札幌発着の特急「オホーツク」2往復、旭川発着の快速「きたみ」と合わせ、1日5往復が同区間を結んでいます。列車はH100形2両編成です。
また、旭川駅では札幌~旭川間の特急「ライラック」と接続しており、同一ホームで乗り換えることができます。
特別快速「大雪」の基本情報
札幌駅からの特急「ライラック」の到着を待って旭川駅を発車した列車は、新旭川駅までは宗谷本線の線路を走行。
新旭川駅から石北本線に入ると、上川盆地に広がる水田地帯を走り、右手車窓には大雪山系の山並みが映し出されます。そして、石狩川を何度か渡ると層雲峡方面への玄関口である上川駅に到着です。
上川駅を発車した列車は、やがて森閑とした山間の風景を眺めながら勾配を上り、上川・北見の国境で、石北本線で一番標高の高い海抜634mの上越信号場を通過。
今度は下り勾配となって石北本線で最も長い4329mの石北トンネルを通過し、林業の町として栄えた丸瀬布(まるせっぷ)駅などを過ぎると、列車は遠軽(えんがる)駅に到着します。
遠軽駅では列車の進行方向が変わるため、座席の向きを変えて出発。

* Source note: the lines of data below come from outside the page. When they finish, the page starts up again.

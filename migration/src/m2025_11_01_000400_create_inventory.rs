//! Creates inventory_current and the append-only inventory_ledger.

use sea_orm_migration::prelude::*;

#[derive(DeriveMigrationName)]
pub struct Migration;

#[async_trait::async_trait]
impl MigrationTrait for Migration {
    async fn up(&self, manager: &SchemaManager) -> Result<(), DbErr> {
        manager
            .create_table(
                Table::create()
                    .table(InventoryCurrent::Table)
                    .if_not_exists()
                    .col(
                        ColumnDef::new(InventoryCurrent::Id)
                            .uuid()
                            .not_null()
                            .primary_key(),
                    )
                    .col(ColumnDef::new(InventoryCurrent::TenantId).uuid().not_null())
                    .col(ColumnDef::new(InventoryCurrent::OfferId).uuid().not_null())
                    .col(
                        ColumnDef::new(InventoryCurrent::LocationId)
                            .uuid()
                            .not_null(),
                    )
                    .col(ColumnDef::new(InventoryCurrent::Sku).text().null())
                    .col(
                        ColumnDef::new(InventoryCurrent::QuantityOnHand)
                            .big_integer()
                            .not_null()
                            .default(0),
                    )
                    .col(
                        ColumnDef::new(InventoryCurrent::QuantityReserved)
                            .big_integer()
                            .not_null()
                            .default(0),
                    )
                    .col(
                        ColumnDef::new(InventoryCurrent::LowStockThreshold)
                            .big_integer()
                            .not_null()
                            .default(10),
                    )
                    .col(
                        ColumnDef::new(InventoryCurrent::ReorderPoint)
                            .big_integer()
                            .not_null()
                            .default(20),
                    )
                    .col(
                        ColumnDef::new(InventoryCurrent::CreatedAt)
                            .timestamp_with_time_zone()
                            .not_null()
                            .default(Expr::current_timestamp()),
                    )
                    .col(
                        ColumnDef::new(InventoryCurrent::UpdatedAt)
                            .timestamp_with_time_zone()
                            .not_null()
                            .default(Expr::current_timestamp()),
                    )
                    .foreign_key(
                        ForeignKey::create()
                            .name("fk_inventory_current_tenant_id")
                            .from(InventoryCurrent::Table, InventoryCurrent::TenantId)
                            .to(Tenants::Table, Tenants::Id)
                            .on_delete(ForeignKeyAction::Cascade),
                    )
                    .to_owned(),
            )
            .await?;

        manager
            .create_index(
                Index::create()
                    .name("idx_inventory_current_offer_location")
                    .table(InventoryCurrent::Table)
                    .col(InventoryCurrent::TenantId)
                    .col(InventoryCurrent::OfferId)
                    .col(InventoryCurrent::LocationId)
                    .unique()
                    .to_owned(),
            )
            .await?;

        manager
            .create_table(
                Table::create()
                    .table(InventoryLedger::Table)
                    .if_not_exists()
                    .col(
                        ColumnDef::new(InventoryLedger::Id)
                            .uuid()
                            .not_null()
                            .primary_key(),
                    )
                    .col(ColumnDef::new(InventoryLedger::TenantId).uuid().not_null())
                    .col(
                        ColumnDef::new(InventoryLedger::InventoryId)
                            .uuid()
                            .not_null(),
                    )
                    .col(
                        ColumnDef::new(InventoryLedger::Sequence)
                            .big_integer()
                            .not_null(),
                    )
                    .col(
                        ColumnDef::new(InventoryLedger::TransactionType)
                            .text()
                            .not_null(),
                    )
                    .col(ColumnDef::new(InventoryLedger::Bucket).text().not_null())
                    .col(
                        ColumnDef::new(InventoryLedger::QuantityChange)
                            .big_integer()
                            .not_null(),
                    )
                    .col(
                        ColumnDef::new(InventoryLedger::RequestedChange)
                            .big_integer()
                            .not_null(),
                    )
                    .col(
                        ColumnDef::new(InventoryLedger::QuantityBefore)
                            .big_integer()
                            .not_null(),
                    )
                    .col(
                        ColumnDef::new(InventoryLedger::QuantityAfter)
                            .big_integer()
                            .not_null(),
                    )
                    .col(ColumnDef::new(InventoryLedger::Source).text().not_null())
                    .col(ColumnDef::new(InventoryLedger::ReferenceType).text().null())
                    .col(ColumnDef::new(InventoryLedger::ReferenceId).text().null())
                    .col(ColumnDef::new(InventoryLedger::Notes).text().null())
                    .col(ColumnDef::new(InventoryLedger::CreatedBy).text().null())
                    .col(
                        ColumnDef::new(InventoryLedger::CreatedAt)
                            .timestamp_with_time_zone()
                            .not_null()
                            .default(Expr::current_timestamp()),
                    )
                    .foreign_key(
                        ForeignKey::create()
                            .name("fk_inventory_ledger_inventory_id")
                            .from(InventoryLedger::Table, InventoryLedger::InventoryId)
                            .to(InventoryCurrent::Table, InventoryCurrent::Id)
                            .on_delete(ForeignKeyAction::Restrict),
                    )
                    .to_owned(),
            )
            .await?;

        manager
            .create_index(
                Index::create()
                    .name("idx_inventory_ledger_inventory_sequence")
                    .table(InventoryLedger::Table)
                    .col(InventoryLedger::InventoryId)
                    .col(InventoryLedger::Sequence)
                    .unique()
                    .to_owned(),
            )
            .await?;

        Ok(())
    }

    async fn down(&self, manager: &SchemaManager) -> Result<(), DbErr> {
        manager
            .drop_table(Table::drop().table(InventoryLedger::Table).to_owned())
            .await?;
        manager
            .drop_table(Table::drop().table(InventoryCurrent::Table).to_owned())
            .await
    }
}

#[derive(DeriveIden)]
enum InventoryCurrent {
    Table,
    Id,
    TenantId,
    OfferId,
    LocationId,
    Sku,
    QuantityOnHand,
    QuantityReserved,
    LowStockThreshold,
    ReorderPoint,
    CreatedAt,
    UpdatedAt,
}

#[derive(DeriveIden)]
enum InventoryLedger {
    Table,
    Id,
    TenantId,
    InventoryId,
    Sequence,
    TransactionType,
    Bucket,
    QuantityChange,
    RequestedChange,
    QuantityBefore,
    QuantityAfter,
    Source,
    ReferenceType,
    ReferenceId,
    Notes,
    CreatedBy,
    CreatedAt,
}

#[derive(DeriveIden)]
enum Tenants {
    Table,
    Id,
}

その後、列車は生田原駅、留辺蘂(るべしべ)駅に停車し、北見盆地の田園地帯を走り抜けて北見駅に到着。
美幌駅、女満別(めまんべつ)駅に停車し、網走湖が車窓に現われると、列車は間もなく終着の網走駅に到着です。
H100形で運転される「大雪」、気になる車内は?
H100形車両
2025年3月のダイヤ改正以降、「大雪」はH100形2両で運転しています。H100形は、2018年にローカル線向けの車両としてデビュー。エンジンで発電した電力によりモーターで走行する電気式気動車で、老朽化が進むキハ40形に置き換わる車両です。
愛称は「Diesel Electric Car with Motors」から頭文字をとって「DECMO(デクモ)」と名付けられています。

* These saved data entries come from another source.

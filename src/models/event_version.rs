//! Highest applied version per (tenant, entity type, entity id).

use sea_orm::ActiveModelBehavior;
use sea_orm::entity::prelude::*;
use sea_orm::prelude::DateTimeWithTimeZone;
use uuid::Uuid;

#[derive(Clone, Debug, PartialEq, DeriveEntityModel)]
#[sea_orm(table_name = "event_versions")]
pub struct Model {
    #[sea_orm(primary_key, auto_increment = false)]
    pub id: Uuid,
    pub tenant_id: Uuid,
    pub entity_type: String,
    pub entity_id: String,
    /// Monotonically non-decreasing
    pub version: i64,
    pub last_event_time: DateTimeWithTimeZone,
    pub last_event_id: String,
    pub created_at: DateTimeWithTimeZone,
    pub updated_at: DateTimeWithTimeZone,
}

#[derive(Copy, Clone, Debug, EnumIter, DeriveRelation)]
pub enum Relation {}

impl ActiveModelBehavior for ActiveModel {}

先頭形状はシャープな印象で、イエローがポイント。側面のグリーンとホワイトのラインは、北海道らしい、自然との調和を表現しています。
全席自由席で、バリアフリー対応設備もあり
ボックスシート
ロングシート
特別快速「大雪」はすべて自由席で特急料金は不要です。旭川駅~網走駅間の所有時間は約4時間となります。
座席はボックスシートとロングシートの2種類。「大雪」で使用するH100形については、2025年度以降、長距離移動の快適性向上のため、座席数の増加と座り心地の改善を行っていくことが発表されています。
車内トイレの様子
このほか、車いすスペースや車いす対応の洋式トイレ、おむつ交換台も備えられており、長距離移動でも安心できる設備となっています。

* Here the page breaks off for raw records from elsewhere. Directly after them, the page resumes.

#[cfg(test)]
mod tests {
    use super::*;
    use crate::config::CircuitBreakerConfig;
    use crate::resilience::CircuitState;
    use rand::{SeedableRng, rngs::StdRng};
    use std::sync::{
        Arc,
        atomic::{AtomicU32, Ordering},
    };

    #[derive(Debug, Error)]
    #[error("test failure status={status:?}")]
    struct TestError {
        status: Option<u16>,
        network: bool,
        retry_after: Option<Duration>,
    }

    impl TestError {
        fn status(code: u16) -> Self {
            Self {
                status: Some(code),
                network: false,
                retry_after: None,
            }
        }

        fn network() -> Self {
            Self {
                status: None,
                network: true,
                retry_after: None,
            }
        }
    }

    impl Retryable for TestError {
        fn status(&self) -> Option<u16> {
            self.status
        }

        fn is_network(&self) -> bool {
            self.network
        }

        fn retry_after(&self) -> Option<Duration> {
            self.retry_after
        }
    }

    fn fast_config(max_retries: u32) -> RetryConfig {
        RetryConfig {
            max_retries,
            initial_backoff_ms: 10,
            max_backoff_ms: 100,
            backoff_factor: 2.0,
            jitter_factor: 0.0,
            ..RetryConfig::default()
        }
    }

    #[test]
    fn backoff_stays_within_jitter_bounds_and_cap() {
        let config = RetryConfig {
            initial_backoff_ms: 1000,
            max_backoff_ms: 60_000,
            backoff_factor: 2.0,
            jitter_factor: 0.1,
            ..RetryConfig::default()
        };
        let mut rng = StdRng::seed_from_u64(7);
        for attempt in 0..10u32 {
            for _ in 0..50 {
                let raw = 1000.0 * 2f64.powi(attempt as i32);
                let delay = backoff_with_rng(&config, attempt, &mut rng).as_millis() as f64;
                let low = (raw * 0.9).min(60_000.0).floor();
                let high = (raw * 1.1).min(60_000.0);
                assert!(
                    delay >= low - 1.0 && delay <= high,
                    "attempt {attempt}: {delay} outside [{low}, {high}]"
                );
            }
        }
    }

    #[test]
    fn parse_retry_after_accepts_seconds_and_http_dates() {
        assert_eq!(parse_retry_after("30"), Some(Duration::from_secs(30)));
        assert_eq!(
            parse_retry_after("Wed, 21 Oct 2015 07:28:00 GMT"),
            Some(Duration::ZERO)
        );
        let future = (Utc::now() + chrono::Duration::seconds(120)).to_rfc2822();
        let parsed = parse_retry_after(&future).expect("future date parses");
        assert!(parsed > Duration::from_secs(100));
        assert_eq!(parse_retry_after("soon"), None);
    }

    #[tokio::test]
    async fn retries_transient_statuses_until_success() {
        let retrier = Retrier::new(fast_config(3));
        let calls = Arc::new(AtomicU32::new(0));
        let cancel = CancellationToken::new();

        let result = retrier
            .execute(&cancel, None, || {
                let calls = calls.clone();
                async move {
                    if calls.fetch_add(1, Ordering::SeqCst) < 2 {
                        Err(TestError::status(503))
                    } else {
                        Ok("done")
                    }
                }
            })
            .await;

        assert_eq!(result.unwrap(), "done");
        assert_eq!(calls.load(Ordering::SeqCst), 3);
    }

    #[tokio::test]
    async fn permanent_status_is_not_retried() {
        let retrier = Retrier::new(fast_config(3));
        let calls = Arc::new(AtomicU32::new(0));
        let cancel = CancellationToken::new();

        let result: Result<(), _> = retrier
            .execute(&cancel, None, || {
                let calls = calls.clone();
                async move {
                    calls.fetch_add(1, Ordering::SeqCst);
                    Err(TestError::status(404))
                }
            })
            .await;

        assert!(matches!(result, Err(RetryError::Permanent(_))));
        assert_eq!(calls.load(Ordering::SeqCst), 1);
    }

    #[tokio::test]
    async fn network_errors_exhaust_the_budget() {
        let retrier = Retrier::new(fast_config(2));
        let calls = Arc::new(AtomicU32::new(0));
        let cancel = CancellationToken::new();

        let result: Result<(), _> = retrier
            .execute(&cancel, None, || {
                let calls = calls.clone();
                async move {
                    calls.fetch_add(1, Ordering::SeqCst);
                    Err(TestError::network())
                }
            })
            .await;

        match result {
            Err(RetryError::Exhausted { attempts, .. }) => assert_eq!(attempts, 3),
            other => panic!("expected exhaustion, got {other:?}"),
        }
        assert_eq!(calls.load(Ordering::SeqCst), 3);
    }

    #[tokio::test(start_paused = true)]
    async fn retry_after_overrides_computed_backoff() {
        let retrier = Retrier::new(fast_config(1));
        let cancel = CancellationToken::new();
        let calls = Arc::new(AtomicU32::new(0));
        let started = tokio::time::Instant::now();

        let result = retrier
            .execute(&cancel, None, || {
                let calls = calls.clone();
                async move {
                    if calls.fetch_add(1, Ordering::SeqCst) == 0 {
                        Err(TestError {
                            status: Some(429),
                            network: false,
                            retry_after: Some(Duration::from_secs(7)),
                        })
                    } else {
                        Ok(())
                    }
                }
            })
            .await;

        assert!(result.is_ok());
        assert_eq!(started.elapsed(), Duration::from_secs(7));
    }

    #[tokio::test]
    async fn cancellation_during_backoff_stops_the_loop() {
        let retrier = Retrier::new(RetryConfig {
            initial_backoff_ms: 60_000,
            max_backoff_ms: 60_000,
            jitter_factor: 0.0,
            ..RetryConfig::default()
        });
        let cancel = CancellationToken::new();
        let trigger = cancel.clone();
        tokio::spawn(async move {
            tokio::time::sleep(Duration::from_millis(20)).await;
            trigger.cancel();
        });

        let result: Result<(), _> = retrier
            .execute(&cancel, None, || async { Err(TestError::status(500)) })
            .await;

        assert!(matches!(result, Err(RetryError::Cancelled)));
    }

    #[tokio::test]
    async fn open_breaker_rejects_without_calling() {
        let breaker = CircuitBreaker::new(CircuitBreakerConfig {
            failure_threshold: 1,
            reset_timeout_seconds: 60,
            half_open_max: 1,
        });
        breaker.record_failure();

        let retrier = Retrier::new(fast_config(3));
        let cancel = CancellationToken::new();
        let calls = Arc::new(AtomicU32::new(0));
        let result: Result<(), RetryError<TestError>> = retrier
            .execute(&cancel, Some(&breaker), || {
                let calls = calls.clone();
                async move {
                    calls.fetch_add(1, Ordering::SeqCst);
                    Ok(())
                }
            })
            .await;

        assert!(matches!(result, Err(RetryError::CircuitOpen)));
        assert_eq!(calls.load(Ordering::SeqCst), 0);
    }

    fn half_open_breaker() -> CircuitBreaker {
        let breaker = CircuitBreaker::new(CircuitBreakerConfig {
            failure_threshold: 1,
            reset_timeout_seconds: 30,
            half_open_max: 1,
        });
        breaker.record_failure();
        breaker
    }

    #[tokio::test(start_paused = true)]
    async fn permanent_error_during_half_open_trial_does_not_wedge_breaker() {
        let breaker = half_open_breaker();
        tokio::time::advance(Duration::from_secs(31)).await;

        let retrier = Retrier::new(fast_config(2));
        let cancel = CancellationToken::new();
        let trial: Result<(), _> = retrier
            .execute(&cancel, Some(&breaker), || async { Err(TestError::status(404)) })
            .await;
        assert!(matches!(trial, Err(RetryError::Permanent(_))));
        assert_ne!(breaker.state(), CircuitState::Open);

        tokio::time::advance(Duration::from_secs(3600)).await;
        let healthy: Result<(), RetryError<TestError>> = retrier
            .execute(&cancel, Some(&breaker), || async { Ok(()) })
            .await;
        assert!(healthy.is_ok());
        assert_eq!(breaker.state(), CircuitState::Closed);
    }

    #[tokio::test(start_paused = true)]
    async fn dropped_trial_attempt_returns_its_slot() {
        let breaker = half_open_breaker();
        tokio::time::advance(Duration::from_secs(31)).await;

        let retrier = Retrier::new(fast_config(2));
        let cancel = CancellationToken::new();
        let stalled = tokio::time::timeout(
            Duration::from_secs(5),
            retrier.execute(&cancel, Some(&breaker), || async {
                std::future::pending::<Result<(), TestError>>().await
            }),
        )
        .await;
        assert!(stalled.is_err(), "attempt never completes");
        assert_eq!(breaker.state(), CircuitState::HalfOpen);

        let next: Result<(), RetryError<TestError>> = retrier
            .execute(&cancel, Some(&breaker), || async { Ok(()) })
            .await;
        assert!(next.is_ok());
        assert_eq!(breaker.state(), CircuitState::Closed);
    }
}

「大雪」に乗って見に行きたい『能取湖サンゴ草群落地』
(一社)網走市観光協会
終点の網走駅からバスで約20分のところにある能取湖は日本一のサンゴ草群落地として有名です。
秋になると能取湖の一部が紅色のサンゴ草でおおわれ、紅葉とは異なる趣を見せてくれます。能取湖サンゴ草群落地では木製の遊歩道が設置され、一面にひろがるサンゴ草の中ほどまで歩くことが可能です。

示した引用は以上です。